----- Material shown -----

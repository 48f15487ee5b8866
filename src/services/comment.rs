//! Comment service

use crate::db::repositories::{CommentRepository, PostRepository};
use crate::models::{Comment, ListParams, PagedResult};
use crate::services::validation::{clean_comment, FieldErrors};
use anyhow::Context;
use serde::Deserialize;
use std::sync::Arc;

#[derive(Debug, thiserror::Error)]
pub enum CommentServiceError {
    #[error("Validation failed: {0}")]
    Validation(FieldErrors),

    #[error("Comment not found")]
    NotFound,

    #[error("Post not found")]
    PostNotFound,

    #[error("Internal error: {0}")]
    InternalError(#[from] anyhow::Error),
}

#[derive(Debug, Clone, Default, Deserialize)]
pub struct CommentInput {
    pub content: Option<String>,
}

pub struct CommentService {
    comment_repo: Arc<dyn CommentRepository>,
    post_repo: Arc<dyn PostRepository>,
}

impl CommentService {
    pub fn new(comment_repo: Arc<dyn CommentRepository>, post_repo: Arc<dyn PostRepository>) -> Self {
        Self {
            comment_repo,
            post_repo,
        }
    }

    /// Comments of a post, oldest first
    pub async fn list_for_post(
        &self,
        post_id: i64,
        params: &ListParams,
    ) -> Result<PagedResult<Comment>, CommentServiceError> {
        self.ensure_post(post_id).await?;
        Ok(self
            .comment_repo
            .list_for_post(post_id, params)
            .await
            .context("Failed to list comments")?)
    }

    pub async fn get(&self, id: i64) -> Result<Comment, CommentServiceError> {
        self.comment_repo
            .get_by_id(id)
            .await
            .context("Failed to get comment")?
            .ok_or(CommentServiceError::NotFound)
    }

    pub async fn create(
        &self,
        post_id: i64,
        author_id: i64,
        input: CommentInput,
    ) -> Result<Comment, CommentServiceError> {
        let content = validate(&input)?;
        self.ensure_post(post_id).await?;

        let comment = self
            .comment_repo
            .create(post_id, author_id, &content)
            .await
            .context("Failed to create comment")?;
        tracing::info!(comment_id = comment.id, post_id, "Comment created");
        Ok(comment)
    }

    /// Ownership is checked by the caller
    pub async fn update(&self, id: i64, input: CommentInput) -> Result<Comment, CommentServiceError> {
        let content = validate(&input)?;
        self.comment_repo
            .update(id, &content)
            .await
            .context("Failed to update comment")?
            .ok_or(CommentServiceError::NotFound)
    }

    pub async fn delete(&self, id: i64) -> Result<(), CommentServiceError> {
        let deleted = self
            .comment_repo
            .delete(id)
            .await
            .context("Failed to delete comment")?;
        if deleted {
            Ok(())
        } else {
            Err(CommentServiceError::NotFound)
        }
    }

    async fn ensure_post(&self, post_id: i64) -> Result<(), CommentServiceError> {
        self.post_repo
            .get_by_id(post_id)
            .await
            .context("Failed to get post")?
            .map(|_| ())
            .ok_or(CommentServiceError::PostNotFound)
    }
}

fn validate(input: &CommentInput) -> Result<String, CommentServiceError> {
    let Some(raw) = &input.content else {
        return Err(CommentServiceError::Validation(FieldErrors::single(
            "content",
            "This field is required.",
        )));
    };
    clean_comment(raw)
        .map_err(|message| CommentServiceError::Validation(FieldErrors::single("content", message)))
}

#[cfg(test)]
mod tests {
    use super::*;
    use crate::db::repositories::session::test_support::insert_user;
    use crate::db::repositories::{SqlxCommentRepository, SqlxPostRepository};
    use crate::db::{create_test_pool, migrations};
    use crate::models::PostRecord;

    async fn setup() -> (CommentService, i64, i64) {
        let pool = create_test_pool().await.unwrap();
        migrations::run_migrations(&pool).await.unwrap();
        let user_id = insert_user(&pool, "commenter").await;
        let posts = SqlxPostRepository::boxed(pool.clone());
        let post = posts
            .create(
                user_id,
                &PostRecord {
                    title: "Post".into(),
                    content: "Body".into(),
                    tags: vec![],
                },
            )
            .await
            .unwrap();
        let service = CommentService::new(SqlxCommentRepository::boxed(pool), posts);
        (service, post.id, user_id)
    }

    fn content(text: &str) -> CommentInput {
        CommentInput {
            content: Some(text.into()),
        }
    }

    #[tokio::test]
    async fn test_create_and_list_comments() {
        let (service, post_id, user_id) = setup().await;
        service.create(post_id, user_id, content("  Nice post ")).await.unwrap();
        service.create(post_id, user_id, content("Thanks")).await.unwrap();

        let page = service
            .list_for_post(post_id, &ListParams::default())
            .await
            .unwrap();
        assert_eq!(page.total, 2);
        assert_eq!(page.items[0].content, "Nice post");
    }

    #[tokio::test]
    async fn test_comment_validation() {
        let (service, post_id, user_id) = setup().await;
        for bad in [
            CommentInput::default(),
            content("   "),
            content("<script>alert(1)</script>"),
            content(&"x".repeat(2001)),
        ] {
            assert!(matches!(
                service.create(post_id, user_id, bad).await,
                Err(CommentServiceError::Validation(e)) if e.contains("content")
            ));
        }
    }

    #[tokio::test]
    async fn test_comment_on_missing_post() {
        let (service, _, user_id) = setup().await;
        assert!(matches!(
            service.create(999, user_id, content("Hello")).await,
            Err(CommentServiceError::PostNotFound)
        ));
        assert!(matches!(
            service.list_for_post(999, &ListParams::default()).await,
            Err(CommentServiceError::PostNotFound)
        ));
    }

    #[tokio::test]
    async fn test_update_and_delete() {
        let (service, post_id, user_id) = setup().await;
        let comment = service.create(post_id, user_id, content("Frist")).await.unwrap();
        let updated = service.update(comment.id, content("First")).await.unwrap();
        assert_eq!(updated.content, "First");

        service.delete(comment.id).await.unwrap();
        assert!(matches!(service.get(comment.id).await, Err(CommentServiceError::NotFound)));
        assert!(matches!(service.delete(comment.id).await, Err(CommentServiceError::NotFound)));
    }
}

-----

Instructions for the task: When the entries above are retyped, each line must stay exactly as it is.

Result:
repository 48f15487ee5b8866
filename src/services/comment.rs
//! Comment service

use crate::db::repositories::{CommentRepository, PostRepository};
use crate::models::{Comment, ListParams, PagedResult};
use crate::services::validation::{clean_comment, FieldErrors};
use anyhow::Context;
use serde::Deserialize;
use std::sync::Arc;

#[derive(Debug, thiserror::Error)]
pub enum CommentServiceError {
    #[error("Validation failed: {0}")]
    Validation(FieldErrors),

    #[error("Comment not found")]
    NotFound,

    #[error("Post not found")]
    PostNotFound,

    #[error("Internal error: {0}")]
    InternalError(#[from] anyhow::Error),
}

#[derive(Debug, Clone, Default, Deserialize)]
pub struct CommentInput {
    pub content: Option<String>,
}

pub struct CommentService {
    comment_repo: Arc<dyn CommentRepository>,
    post_repo: Arc<dyn PostRepository>,
}

impl CommentService {
    pub fn new(comment_repo: Arc<dyn CommentRepository>, post_repo: Arc<dyn PostRepository>) -> Self {
        Self {
            comment_repo,
            post_repo,
        }
    }

    /// Comments of a post, oldest first
    pub async fn list_for_post(
        &self,
        post_id: i64,
        params: &ListParams,
    ) -> Result<PagedResult<Comment>, CommentServiceError> {
        self.ensure_post(post_id).await?;
        Ok(self
            .comment_repo
            .list_for_post(post_id, params)
            .await
            .context("Failed to list comments")?)
    }

    pub async fn get(&self, id: i64) -> Result<Comment, CommentServiceError> {
        self.comment_repo
            .get_by_id(id)
            .await
            .context("Failed to get comment")?
            .ok_or(CommentServiceError::NotFound)
    }

    pub async fn create(
        &self,
        post_id: i64,
        author_id: i64,
        input: CommentInput,
    ) -> Result<Comment, CommentServiceError> {
        let content = validate(&input)?;
        self.ensure_post(post_id).await?;

        let comment = self
            .comment_repo
            .create(post_id, author_id, &content)
            .await
            .context("Failed to create comment")?;
        tracing::info!(comment_id = comment.id, post_id, "Comment created");
        Ok(comment)
    }

    /// Ownership is checked by the caller
    pub async fn update(&self, id: i64, input: CommentInput) -> Result<Comment, CommentServiceError> {
        let content = validate(&input)?;
        self.comment_repo
            .update(id, &content)
            .await
            .context("Failed to update comment")?
            .ok_or(CommentServiceError::NotFound)
    }

    pub async fn delete(&self, id: i64) -> Result<(), CommentServiceError> {
        let deleted = self
            .comment_repo
            .delete(id)
            .await
            .context("Failed to delete comment")?;
        if deleted {
            Ok(())
        } else {
            Err(CommentServiceError::NotFound)
        }
    }

    async fn ensure_post(&self, post_id: i64) -> Result<(), CommentServiceError> {
        self.post_repo
            .get_by_id(post_id)
            .await
            .context("Failed to get post")?
            .map(|_| ())
            .ok_or(CommentServiceError::PostNotFound)
    }
}

fn validate(input: &CommentInput) -> Result<String, CommentServiceError> {
    let Some(raw) = &input.content else {
        return Err(CommentServiceError::Validation(FieldErrors::single(
            "content",
            "This field is required.",
        )));
    };
    clean_comment(raw)
        .map_err(|message| CommentServiceError::Validation(FieldErrors::single("content", message)))
}

#[cfg(test)]
mod tests {
    use super::*;
    use crate::db::repositories::session::test_support::insert_user;
    use crate::db::repositories::{SqlxCommentRepository, SqlxPostRepository};
    use crate::db::{create_test_pool, migrations};
    use crate::models::PostRecord;

    async fn setup() -> (CommentService, i64, i64) {
        let pool = create_test_pool().await.unwrap();
        migrations::run_migrations(&pool).await.unwrap();
        let user_id = insert_user(&pool, "commenter").await;
        let posts = SqlxPostRepository::boxed(pool.clone());
        let post = posts
            .create(
                user_id,
                &PostRecord {
                    title: "Post".into(),
                    content: "Body".into(),
                    tags: vec![],
                },
            )
            .await
            .unwrap();
        let service = CommentService::new(SqlxCommentRepository::boxed(pool), posts);
        (service, post.id, user_id)
    }

    fn content(text: &str) -> CommentInput {
        CommentInput {
            content: Some(text.into()),
        }
    }

    #[tokio::test]
    async fn test_create_and_list_comments() {
        let (service, post_id, user_id) = setup().await;
        service.create(post_id, user_id, content("  Nice post ")).await.unwrap();
        service.create(post_id, user_id, content("Thanks")).await.unwrap();

        let page = service
            .list_for_post(post_id, &ListParams::default())
            .await
            .unwrap();
        assert_eq!(page.total, 2);
        assert_eq!(page.items[0].content, "Nice post");
    }

    #[tokio::test]
    async fn test_comment_validation() {
        let (service, post_id, user_id) = setup().await;
        for bad in [
            CommentInput::default(),
            content("   "),
            content("<script>alert(1)</script>"),
            content(&"x".repeat(2001)),
        ] {
            assert!(matches!(
                service.create(post_id, user_id, bad).await,
                Err(CommentServiceError::Validation(e)) if e.contains("content")
            ));
        }
    }

    #[tokio::test]
    async fn test_comment_on_missing_post() {
        let (service, _, user_id) = setup().await;
        assert!(matches!(
            service.create(999, user_id, content("Hello")).await,
            Err(CommentServiceError::PostNotFound)
        ));
        assert!(matches!(
            service.list_for_post(999, &ListParams::default()).await,
            Err(CommentServiceError::PostNotFound)
        ));
    }

    #[tokio::test]
    async fn test_update_and_delete() {
        let (service, post_id, user_id) = setup().await;
        let comment = service.create(post_id, user_id, content("Frist")).await.unwrap();
        let updated = service.update(comment.id, content("First")).await.unwrap();
        assert_eq!(updated.content, "First");

        service.delete(comment.id).await.unwrap();
        assert!(matches!(service.get(comment.id).await, Err(CommentServiceError::NotFound)));
        assert!(matches!(service.delete(comment.id).await, Err(CommentServiceError::NotFound)));
    }
}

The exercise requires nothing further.